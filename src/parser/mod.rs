use html_escape::{decode_html_entities, encode_text};
use quick_xml::events::Event;
use quick_xml::Reader;
use serde::Deserialize;
use thiserror::Error;

#[derive(Debug, Error)]
pub enum ParseError {
    #[error("Malformed RSS document: {0}")]
    Rss(#[from] quick_xml::de::DeError),

    #[error("Malformed feed document: {0}")]
    Feed(#[from] feed_rs::parser::ParseFeedError),
}

/// A decoded feed: channel metadata plus every item in document order.
#[derive(Debug, Clone, PartialEq)]
pub struct FeedDocument {
    pub title: String,
    pub link: String,
    pub description: String,
    pub items: Vec<FeedItem>,
}

#[derive(Debug, Clone, PartialEq, Default)]
pub struct FeedItem {
    pub title: String,
    pub link: String,
    pub description: String,
    /// Raw publication date as found in the document.
    pub published: Option<String>,
}

#[derive(Debug, Deserialize)]
struct RssDocument {
    channel: RssChannel,
}

/// Repeated element names (`link` next to `atom:link`, `title` next to
/// `itunes:title`) share a local name, so every text field collects all
/// occurrences and keeps the first non-empty one.
#[derive(Debug, Deserialize)]
struct RssChannel {
    #[serde(default)]
    title: Vec<TextNode>,
    #[serde(default)]
    link: Vec<TextNode>,
    #[serde(default)]
    description: Vec<TextNode>,
    #[serde(default, rename = "item")]
    items: Vec<RssItem>,
}

#[derive(Debug, Deserialize)]
struct RssItem {
    #[serde(default)]
    title: Vec<TextNode>,
    #[serde(default)]
    link: Vec<TextNode>,
    #[serde(default)]
    description: Vec<TextNode>,
    #[serde(default, rename = "pubDate")]
    pub_date: Vec<TextNode>,
}

#[derive(Debug, Default, Deserialize)]
struct TextNode {
    #[serde(default, rename = "$text")]
    text: String,
}

fn first_text(nodes: Vec<TextNode>) -> String {
    nodes
        .into_iter()
        .map(|n| n.text)
        .find(|t| !t.trim().is_empty())
        .unwrap_or_default()
}

#[derive(Clone, Default)]
pub struct FeedParser;

impl FeedParser {
    pub fn new() -> Self {
        Self
    }

    /// Decode `body` into a [`FeedDocument`].
    ///
    /// Channel title and description come back with HTML entities decoded;
    /// item title and description come back HTML-escaped.
    pub fn parse(&self, body: &[u8]) -> Result<FeedDocument, ParseError> {
        let raw = if root_element(body).as_deref() == Some(b"rss".as_slice()) {
            parse_rss(body)?
        } else {
            parse_other(body)?
        };
        Ok(present(raw))
    }
}

/// Local name of the first element in the document, if it is XML at all.
fn root_element(body: &[u8]) -> Option<Vec<u8>> {
    let mut reader = Reader::from_reader(body);
    let mut buf = Vec::new();
    loop {
        match reader.read_event_into(&mut buf) {
            Ok(Event::Start(e)) | Ok(Event::Empty(e)) => {
                return Some(e.local_name().as_ref().to_vec());
            }
            Ok(Event::Eof) | Err(_) => return None,
            Ok(_) => {}
        }
        buf.clear();
    }
}

fn parse_rss(body: &[u8]) -> Result<FeedDocument, ParseError> {
    let doc: RssDocument = quick_xml::de::from_reader(body)?;
    let channel = doc.channel;

    Ok(FeedDocument {
        title: first_text(channel.title),
        link: first_text(channel.link),
        description: first_text(channel.description),
        items: channel
            .items
            .into_iter()
            .map(|item| FeedItem {
                title: first_text(item.title),
                link: first_text(item.link).trim().to_string(),
                description: first_text(item.description),
                published: Some(first_text(item.pub_date)).filter(|d| !d.is_empty()),
            })
            .collect(),
    })
}

/// Atom, RSS 1.0 and JSON Feed go through feed-rs.
fn parse_other(body: &[u8]) -> Result<FeedDocument, ParseError> {
    let feed = feed_rs::parser::parse(body)?;

    Ok(FeedDocument {
        title: feed.title.map(|t| t.content).unwrap_or_default(),
        link: feed
            .links
            .first()
            .map(|l| l.href.clone())
            .unwrap_or_default(),
        description: feed.description.map(|d| d.content).unwrap_or_default(),
        items: feed
            .entries
            .into_iter()
            .map(|entry| FeedItem {
                title: entry.title.map(|t| t.content).unwrap_or_default(),
                link: entry
                    .links
                    .first()
                    .map(|l| l.href.trim().to_string())
                    .unwrap_or_default(),
                description: entry
                    .summary
                    .map(|s| s.content)
                    .or_else(|| entry.content.and_then(|c| c.body))
                    .unwrap_or_default(),
                published: entry
                    .published
                    .or(entry.updated)
                    .map(|dt| dt.to_rfc3339()),
            })
            .collect(),
    })
}

fn present(mut doc: FeedDocument) -> FeedDocument {
    doc.title = decode_html_entities(&doc.title).into_owned();
    doc.description = decode_html_entities(&doc.description).into_owned();
    for item in &mut doc.items {
        item.title = escape_html(&item.title);
        item.description = escape_html(&item.description);
    }
    doc
}

/// Escapes `<`, `>`, `&`, `'` and `"`, quotes as numeric references.
fn escape_html(s: &str) -> String {
    encode_text(s).replace('\'', "&#39;").replace('"', "&#34;")
}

────────────────────────────────────────

* **Task requirements**: Nothing but a number should be given: the count of lines in the material where the string "present" occurs.

* **Solution for this problem**: 2